After evaluating these maps, we have concluded that smoking and anxiety rates have the greatest importance when it comes to rising heart disease mortality rates, which means that anti-smoking and mental health legislation and research should be expanded upon to decrease global heart disease mortality. We also discovered that cholesterol, overweight population, and national blood pressure rates are currently the least important factors for most countries with respect to heart disease mortality rates, which means that countries should also prioritize researching these areas within future heart disease mortality studies to find policies that can minimize underlying heart disease problems. However, one thing to note is that there are many other features that can increase heart disease mortality rates and they should also be considered but for the scope of this tutorial, a subset of those features was chosen. We also discovered that random forest regression was the best ML model at predicting heart disease mortality rate across all countries but one thing to note is that only 78% of the variance in the dataset (R^2 score) was explained, which means that our model may not be the most reliable. Underlying issues that may have caused this are high variability and bias in the dataset, feature scaling, and unexplored feature correlations. Next steps that we can take to improve this tutorial include exploring other models (neural nets), dimensionality reduction (PCA), introducing regularization to account for potential overfitting, and researching other features.

As we can observe from the above maps, we have identified that Cholesterol levels, Overweight, and blood pressure levels are the top 3 most significant features that are affecting most countries in the world. We would like to provide some additional information for shaping the policy changes that may help to improve those features. An article from the National Library of Medicine points out that encouraging school children to increase their physical activity has shown positive impact on their health outcome overall.This corresponds with out data on Low Physical DALYs as well. Additionally, labeling menu items with calories effectively reduces the daily calories intake of significantly among mid to high income individuals, while increasing fruit and vegetables subsidies to individuals who receive food assistance such as "SNAP" increases their consumptions as well. Future policy initiatives should also consider this multi-pronge approach, encouraging physical activity among children and improve dietary choices through food assistance programs reforms will create a environment that fosters a healthier society and make a positive impact on other health issues as well.

Some more in-depth research and policies regarding the correlation of cholesterol and heart disease deaths have shown that mitigating the accumulation of cholesterol-laden atherogenic lipoproteins within blood vessel walls constitutes a core element of any healthcare strategy addressing the prevention of cardiovascular diseases. To counter elevated cholesterol levels, various worldwide tactics have been suggested. Among these, an increased emphasis on primordial prevention stands out, encompassing factors such as ensuring accessible and affordable cholesterol testing, promoting universal cholesterol screening, and enhancing the availability of cost-effective treatments for lowering cholesterol. Moreover, ongoing endeavors are required to enhance health literacy among both the general population and medical practitioners. These are some of the specific policies that countries who have cholesterol as their improvement feature should adopt.

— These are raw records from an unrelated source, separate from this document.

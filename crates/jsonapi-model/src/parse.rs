//! # Parse Adapter
//!
//! Normalizes an incoming JSON:API document into the flat attribute bag
//! [`Model::set`] expects. Two shapes are accepted: a single resource
//! wrapped in a `{"data": ...}` envelope (querying the resource API
//! directly) and a bare resource object (a member of a collection's `data`
//! array, which carries no envelope of its own).
//!
//! The flattened bag is also remembered on the model so that graph
//! initialization can hand each declared child its own sub-payload instead
//! of the parent's full document.

use crate::error::ModelError;
use crate::model::{AttrMap, Model};
use serde_json::Value;

fn present(object: &AttrMap, key: &str) -> bool {
    matches!(object.get(key), Some(value) if !value.is_null())
}

impl Model {
    /// Parses a server payload into a flat attribute bag.
    ///
    /// An absent payload, a non-object payload, or an object with neither
    /// `data` nor `id` yields an empty bag ("nothing to apply"), which is
    /// the normal case for collection members re-parsed without an
    /// envelope. A payload that passes that guard but lacks an
    /// `attributes` object is malformed and fails loudly.
    ///
    /// The resource's top-level `id` and `type` are folded into the bag,
    /// overwriting same-named keys from `attributes`. The bag is stored as
    /// this model's remembered raw attributes before being returned.
    pub fn parse(&mut self, payload: Option<&Value>) -> Result<AttrMap, ModelError> {
        let document = match payload {
            Some(Value::Object(document)) => document,
            _ => return Ok(AttrMap::new()),
        };
        if !present(document, "data") && !present(document, "id") {
            return Ok(AttrMap::new());
        }

        let resource = match document.get("data") {
            Some(Value::Object(resource)) => resource,
            Some(value) if !value.is_null() => {
                return Err(ModelError::MalformedPayload(
                    "`data` is not a resource object".to_string(),
                ))
            }
            _ => document,
        };

        let mut attrs = match resource.get("attributes") {
            Some(Value::Object(attributes)) => attributes.clone(),
            Some(_) => {
                return Err(ModelError::MalformedPayload(
                    "`attributes` is not an object".to_string(),
                ))
            }
            None => {
                return Err(ModelError::MalformedPayload(
                    "resource object has no `attributes`".to_string(),
                ))
            }
        };

        for key in ["id", "type"] {
            match resource.get(key) {
                Some(value) if !value.is_null() => {
                    attrs.insert(key.to_string(), value.clone());
                }
                _ => {
                    attrs.remove(key);
                }
            }
        }

        self.remembered = Some(attrs.clone());
        Ok(attrs)
    }
}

Lets take a look at the next most important feature, blood pressure. What are some policy changes that can lower blood pressure in a population? Well, the first step in examining this is to explore how it can be lowered in an individual. According to heart.org, blood pressure refers to how much force is being exerted onto your arterial walls. Mayoclinic.com states that the best ways to lower blood pressure are by making lifestyle changes. These include "reducing bmi, eating a diet lower in sodium, and exercising more." This is a particularly interesting finding. 2 of these methods are features which we used to train our model. However, after testing our model, we concluded that these features had ultimately less importance on heart disease fatality rates than blood pressure did. But as we see with the mayoclinic findings, these 2 "less important" features actually have direct impact on the manifestation of the "more imporant" feature. This suggests that the hard data and numbers of a result set might not always tell the full picture. Variables may influence each other prior to their selection as relevant markers, and this relationship may not always be immediately clear.

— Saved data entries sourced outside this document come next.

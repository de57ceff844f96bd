//! # Deep-Patch Reducer
//!
//! Computes the minimal substitution of a nested structure for a PATCH
//! body. The caller names only the leaf keys to change; the reducer finds
//! the nesting level whose key set covers the candidates and substitutes
//! there, leaving every sibling and ancestor untouched.

use crate::model::AttrMap;
use serde_json::Value;

/// Reduces `value` against the candidate attributes.
///
/// At each composite level: when every candidate key appears in the
/// object's key set, the object is replaced wholesale by the candidate
/// bag; otherwise each entry (and each array element) is reduced
/// recursively. Scalars are returned unchanged, and a candidate set that
/// matches nothing simply leaves the structure as it was; there is no
/// failure path.
pub fn transform_for_patch(value: &Value, attrs: &AttrMap) -> Value {
    let object = match value {
        Value::Object(object) => object,
        Value::Array(items) => {
            return Value::Array(
                items
                    .iter()
                    .map(|item| transform_for_patch(item, attrs))
                    .collect(),
            )
        }
        _ => return value.clone(),
    };

    if attrs.keys().all(|key| object.contains_key(key)) {
        return Value::Object(attrs.clone());
    }

    Value::Object(
        object
            .iter()
            .map(|(key, nested)| (key.clone(), transform_for_patch(nested, attrs)))
            .collect(),
    )
}

#[cfg(test)]
mod tests {
    use super::*;
    use serde_json::json;

    fn candidates(value: Value) -> AttrMap {
        match value {
            Value::Object(map) => map,
            _ => panic!("expected an object"),
        }
    }

    #[test]
    fn replaces_the_level_whose_keys_cover_the_candidates() {
        let snapshot = json!({
            "data": {
                "id": "1",
                "attributes": {
                    "title": "The Tempest",
                    "pricing": {"amount": 10, "currency": "GBP"}
                }
            }
        });
        let attrs = candidates(json!({"amount": 12, "currency": "EUR"}));

        let reduced = transform_for_patch(&snapshot, &attrs);

        assert_eq!(
            reduced,
            json!({
                "data": {
                    "id": "1",
                    "attributes": {
                        "title": "The Tempest",
                        "pricing": {"amount": 12, "currency": "EUR"}
                    }
                }
            })
        );
    }

    #[test]
    fn substituted_values_come_from_the_candidates_not_the_snapshot() {
        let snapshot = json!({"outer": {"a": 1, "b": 2, "c": 3}});
        let attrs = candidates(json!({"a": 9, "b": 8, "c": 7}));

        let reduced = transform_for_patch(&snapshot, &attrs);
        assert_eq!(reduced, json!({"outer": {"a": 9, "b": 8, "c": 7}}));
    }

    #[test]
    fn partial_cover_replaces_only_the_named_keys_level() {
        // candidate keys are a strict subset of the attributes object, so
        // the cover check matches there and the whole object is replaced by
        // the candidate bag
        let snapshot = json!({"attributes": {"a": 1, "b": 2, "c": 3, "d": 4}});
        let attrs = candidates(json!({"b": 2, "d": 4}));

        let reduced = transform_for_patch(&snapshot, &attrs);
        assert_eq!(reduced, json!({"attributes": {"b": 2, "d": 4}}));
    }

    #[test]
    fn no_matching_level_is_a_structural_no_op() {
        let snapshot = json!({"a": {"b": {"c": 1}}, "d": 2});
        let attrs = candidates(json!({"zzz": true}));

        let reduced = transform_for_patch(&snapshot, &attrs);
        assert_eq!(reduced, snapshot);
    }

    #[test]
    fn scalar_root_is_returned_unchanged() {
        let attrs = candidates(json!({"a": 1}));
        assert_eq!(transform_for_patch(&json!(42), &attrs), json!(42));
        assert_eq!(transform_for_patch(&json!(null), &attrs), json!(null));
    }

    #[test]
    fn arrays_are_reduced_element_wise() {
        let snapshot = json!({"items": [{"a": 1, "b": 2}, {"x": 1}]});
        let attrs = candidates(json!({"a": 5, "b": 6}));

        let reduced = transform_for_patch(&snapshot, &attrs);
        assert_eq!(reduced, json!({"items": [{"a": 5, "b": 6}, {"x": 1}]}));
    }

    #[test]
    fn reduction_is_idempotent() {
        let snapshot = json!({
            "data": {"attributes": {"a": 1, "b": {"x": 2, "y": 3}}}
        });
        let attrs = candidates(json!({"x": 9, "y": 9}));

        let once = transform_for_patch(&snapshot, &attrs);
        let twice = transform_for_patch(&once, &attrs);
        assert_eq!(once, twice);
    }

    #[test]
    fn empty_candidates_match_the_first_composite() {
        let snapshot = json!({"a": 1});
        let attrs = AttrMap::new();
        assert_eq!(transform_for_patch(&snapshot, &attrs), json!({}));
    }
}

Now that we know changes in the individual that can lower blood pressure, what are some policies that can impliment this change on a large scale? Well, in essence, a good approach would be one that promotes widescale change in behavior, whether that be education curriculum, culture shits, or spending habits. In January 2014, Mexico made such an attempt. According to NIH, the Mexican government "implemented an 8% tax on nonessential foods with energy density ≥275 kcal/100 g" and other foods it deemed unhealthy such as foods with high sodium content. This made it so that families who typically bought foods that contributed the most to these health issues, were taxed at a higher rate, and now had financial incentive to pick healthier choices for their households. While there were many criques of this policy change, including the "potential damages to specific industries and supply chains", many proponents stated these changes were "a step in the right direction."

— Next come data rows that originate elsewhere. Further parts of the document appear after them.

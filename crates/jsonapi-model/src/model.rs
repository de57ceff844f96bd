//! # The Model Entity
//!
//! [`Model`] is a schema-typed node in an object graph: a bag of raw
//! attribute values plus owned child models and owned ordered collections,
//! all declared by its [`Schema`]. The model exclusively owns its children
//! and collection members; children hold only a non-owning event link back
//! to the parent, so anything a child emits resurfaces on the parent
//! wrapped in [`ModelEvent::Child`].
//!
//! # Construction
//! - [`Model::new`]: empty graph, declared collections empty, declared
//!   children present but blank.
//! - [`Model::from_payload`]: the server-payload path. Parse the document,
//!   apply the flat bag, then initialize collections and children so each
//!   child can seed itself from its own sub-payload (the remembered raw
//!   attributes from the parse).
//! - [`Model::from_attrs`]: the snapshot path. Seed from a projection,
//!   treating nested objects under child names as child bags and arrays
//!   under collection names as member bags. Used by wait-mode saves to
//!   build a transient "to-be" clone without touching the real model.
//!
//! # Concurrency Note
//! There is no internal locking and no request queue. A save borrows the
//! model mutably for its whole round-trip, so overlapping saves on one
//! model are impossible within a single task; designs that share a
//! transport across clones of the model's state inherit the usual
//! last-writer-wins caveat on reconciliation.

use crate::collection::Collection;
use crate::error::ModelError;
use crate::event::{EventHub, ModelEvent};
use crate::schema::Schema;
use crate::transport::Transport;
use serde_json::Value;
use std::collections::BTreeMap;
use std::sync::Arc;
use tokio::sync::mpsc;
use tracing::warn;

/// Flat attribute bag: attribute name to JSON value.
pub type AttrMap = serde_json::Map<String, Value>;

/// Options for [`Model::set`].
#[derive(Debug, Clone, Default)]
pub struct SetOptions {
    /// Run the schema's validation hook before applying anything.
    pub validate: bool,
}

/// A schema-typed entity with owned children and collections.
pub struct Model {
    pub(crate) schema: Arc<Schema>,
    pub(crate) values: AttrMap,
    pub(crate) children: BTreeMap<String, Model>,
    pub(crate) collections: BTreeMap<String, Collection>,
    /// Last parsed flat bag, kept so children can pull their own
    /// sub-payload during graph initialization. Overwritten on every parse.
    pub(crate) remembered: Option<AttrMap>,
    pub(crate) events: EventHub,
    pub(crate) transport: Option<Arc<dyn Transport>>,
}

impl Model {
    fn bare(schema: Arc<Schema>) -> Self {
        Self {
            schema,
            values: AttrMap::new(),
            children: BTreeMap::new(),
            collections: BTreeMap::new(),
            remembered: None,
            events: EventHub::new(),
            transport: None,
        }
    }

    /// Creates an empty model with its declared graph in place.
    pub fn new(schema: Arc<Schema>) -> Self {
        let mut model = Self::bare(schema);
        model.init_collections();
        let declared = model.schema.clone();
        for relation in declared.children() {
            let child = Model::new(relation.schema.clone());
            model.adopt_child(&relation.name, child);
        }
        model
    }

    /// Builds a model from a server payload: parse, apply, initialize the
    /// graph so children seed themselves from their own sub-payloads.
    pub fn from_payload(schema: Arc<Schema>, payload: Option<&Value>) -> Result<Self, ModelError> {
        let mut model = Self::bare(schema);
        let attrs = model.parse(payload)?;
        model.set(&attrs, &SetOptions::default());
        model.init_collections();
        model.init_children()?;
        Ok(model)
    }

    /// Builds a model from a plain projection snapshot (no parsing).
    ///
    /// Nested objects under declared child names become child seeds and
    /// arrays under declared collection names become member seeds, which is
    /// exactly what [`Model::attributes`] produces for a full graph.
    pub fn from_attrs(schema: Arc<Schema>, attrs: AttrMap) -> Self {
        let mut model = Self::bare(schema);
        model.set(&attrs, &SetOptions::default());
        model.init_collections();
        let declared = model.schema.clone();
        for relation in declared.children() {
            let child = match attrs.get(&relation.name) {
                Some(Value::Object(bag)) => {
                    Model::from_attrs(relation.schema.clone(), bag.clone())
                }
                _ => Model::new(relation.schema.clone()),
            };
            model.adopt_child(&relation.name, child);
        }
        for relation in declared.collections() {
            if let (Some(collection), Some(Value::Array(items))) = (
                model.collections.get_mut(&relation.name),
                attrs.get(&relation.name),
            ) {
                for item in items {
                    if let Value::Object(bag) = item {
                        collection.add(Model::from_attrs(relation.member.clone(), bag.clone()));
                    }
                }
            }
        }
        model
    }

    /// Instantiates every declared collection that is not already present.
    pub(crate) fn init_collections(&mut self) {
        let declared = self.schema.clone();
        for relation in declared.collections() {
            self.collections
                .entry(relation.name.clone())
                .or_insert_with(|| Collection::new(relation.member.clone()));
        }
    }

    /// Instantiates every declared child that is not already present,
    /// seeding each from its sub-object in the remembered raw attributes
    /// and linking its events to this model.
    ///
    /// Must run after a parse has populated the remembered attributes;
    /// otherwise children come up blank.
    pub(crate) fn init_children(&mut self) -> Result<(), ModelError> {
        let declared = self.schema.clone();
        for relation in declared.children() {
            if self.children.contains_key(&relation.name) {
                continue;
            }
            let seed = self
                .remembered
                .as_ref()
                .and_then(|bag| bag.get(&relation.name))
                .filter(|value| value.is_object())
                .cloned();
            let child = match seed {
                Some(payload) => Model::from_payload(relation.schema.clone(), Some(&payload))?,
                None => Model::new(relation.schema.clone()),
            };
            self.adopt_child(&relation.name, child);
        }
        Ok(())
    }

    fn adopt_child(&mut self, name: &str, child: Model) {
        child.events.bubble_to(name, &self.events);
        self.children.insert(name.to_string(), child);
    }

    /// Applies a flat attribute bag.
    ///
    /// Declared fields are stored (emitting [`ModelEvent::Change`] when the
    /// value actually changes), objects under declared child names are
    /// delegated to the child, and unknown keys are ignored. Returns
    /// `false` without applying anything when validation was requested and
    /// the hook rejected the bag.
    pub fn set(&mut self, attrs: &AttrMap, options: &SetOptions) -> bool {
        if options.validate && !self.schema.run_validator(attrs) {
            warn!(
                model_type = %self.schema.type_name(),
                "validation rejected attributes"
            );
            return false;
        }
        let declared = self.schema.clone();
        for (key, value) in attrs {
            if declared.field(key).is_some() {
                if self.values.get(key) != Some(value) {
                    self.values.insert(key.clone(), value.clone());
                    self.events.emit(ModelEvent::Change { field: key.clone() });
                }
            } else if declared.child(key).is_some() {
                if let (Some(child), Value::Object(bag)) = (self.children.get_mut(key), value) {
                    child.set(bag, options);
                }
            }
        }
        true
    }

    pub fn schema(&self) -> &Arc<Schema> {
        &self.schema
    }

    /// Server-assigned identity, if any.
    pub fn id(&self) -> Option<&Value> {
        self.values.get("id").filter(|id| !id.is_null())
    }

    /// The resource type: the stored `type` value, falling back to the
    /// schema's type name.
    pub fn type_name(&self) -> &str {
        self.values
            .get("type")
            .and_then(Value::as_str)
            .unwrap_or_else(|| self.schema.type_name())
    }

    /// True until the server has assigned an identity.
    pub fn is_new(&self) -> bool {
        self.id().is_none()
    }

    /// The stored raw value of a field.
    pub fn raw(&self, field: &str) -> Option<&Value> {
        self.values.get(field)
    }

    /// The getter-exposed value of a field; falls back to the raw value
    /// when the field has no getter.
    pub fn value(&self, field: &str) -> Option<Value> {
        let stored = self.values.get(field)?;
        match self.schema.field(field).and_then(|f| f.read.as_ref()) {
            Some(read) => Some(read(stored)),
            None => Some(stored.clone()),
        }
    }

    /// The current value of a derived field.
    pub fn derived(&self, name: &str) -> Option<Value> {
        self.schema
            .derived()
            .iter()
            .find(|derived| derived.name == name)
            .map(|derived| (derived.compute)(self))
    }

    pub fn child(&self, name: &str) -> Option<&Model> {
        self.children.get(name)
    }

    pub fn child_mut(&mut self, name: &str) -> Option<&mut Model> {
        self.children.get_mut(name)
    }

    pub fn collection(&self, name: &str) -> Option<&Collection> {
        self.collections.get(name)
    }

    pub fn collection_mut(&mut self, name: &str) -> Option<&mut Collection> {
        self.collections.get_mut(name)
    }

    /// The last parsed flat bag, if a parse has happened.
    pub fn remembered_attrs(&self) -> Option<&AttrMap> {
        self.remembered.as_ref()
    }

    /// Subscribes to this model's events (own and bubbled).
    pub fn subscribe(&self) -> mpsc::UnboundedReceiver<ModelEvent> {
        self.events.subscribe()
    }

    pub fn with_transport(mut self, transport: Arc<dyn Transport>) -> Self {
        self.transport = Some(transport);
        self
    }

    pub fn set_transport(&mut self, transport: Arc<dyn Transport>) {
        self.transport = Some(transport);
    }

    pub(crate) fn transport(&self) -> Result<Arc<dyn Transport>, ModelError> {
        self.transport.clone().ok_or(ModelError::NoTransport)
    }
}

In general, reducing heart disease death rate is one of many major global health issues and the scope of this problem is larger than what we have shown in this tutorial. Our objective with this tutorial was to explore and show the importance of this issue while also providing an interactive, engaging, and exciting example of the data science pipeline for any reader. We truly hoped you gained lots of valuable insight by reading our tutorial. If you are interested in further exploring this issue or global health in general, feel free to visit the Global Health Observatory page of the WHO, which has data regarding many global health indicators.

References¶

Data

Standout diseases

https://www.who.int/health-topics/cardiovascular-diseases#tab=tab_1

Coronary heart disease info

https://www.nhlbi.nih.gov/health/coronary-heart-disease

Heart disease rates

https://ourworldindata.org/grapher/cardiovascular-disease-death-rates

Anxiety

https://ourworldindata.org/grapher/anxiety-disorders-prevalence?tab=chart

BMI

https://www.who.int/data/gho/data/indicators/indicator-details/GHO/mean-bmi-(kg-m-)-(crude-estimate)

Activity levels

https://ourworldindata.org/grapher/disease-burden-by-risk-factor

Alcohol consumption:

https://ourworldindata.org/grapher/alcohol-disorders-dalys-age-standardized-rate?tab=chart&time=2012..2019

Smoking

https://ourworldindata.org/grapher/share-deaths-smoking

Average systolic blood pressure

https://www.who.int/data/gho/data/indicators/indicator-details/GHO/mean-systolic-blood-pressure-(age-standardized-estimate)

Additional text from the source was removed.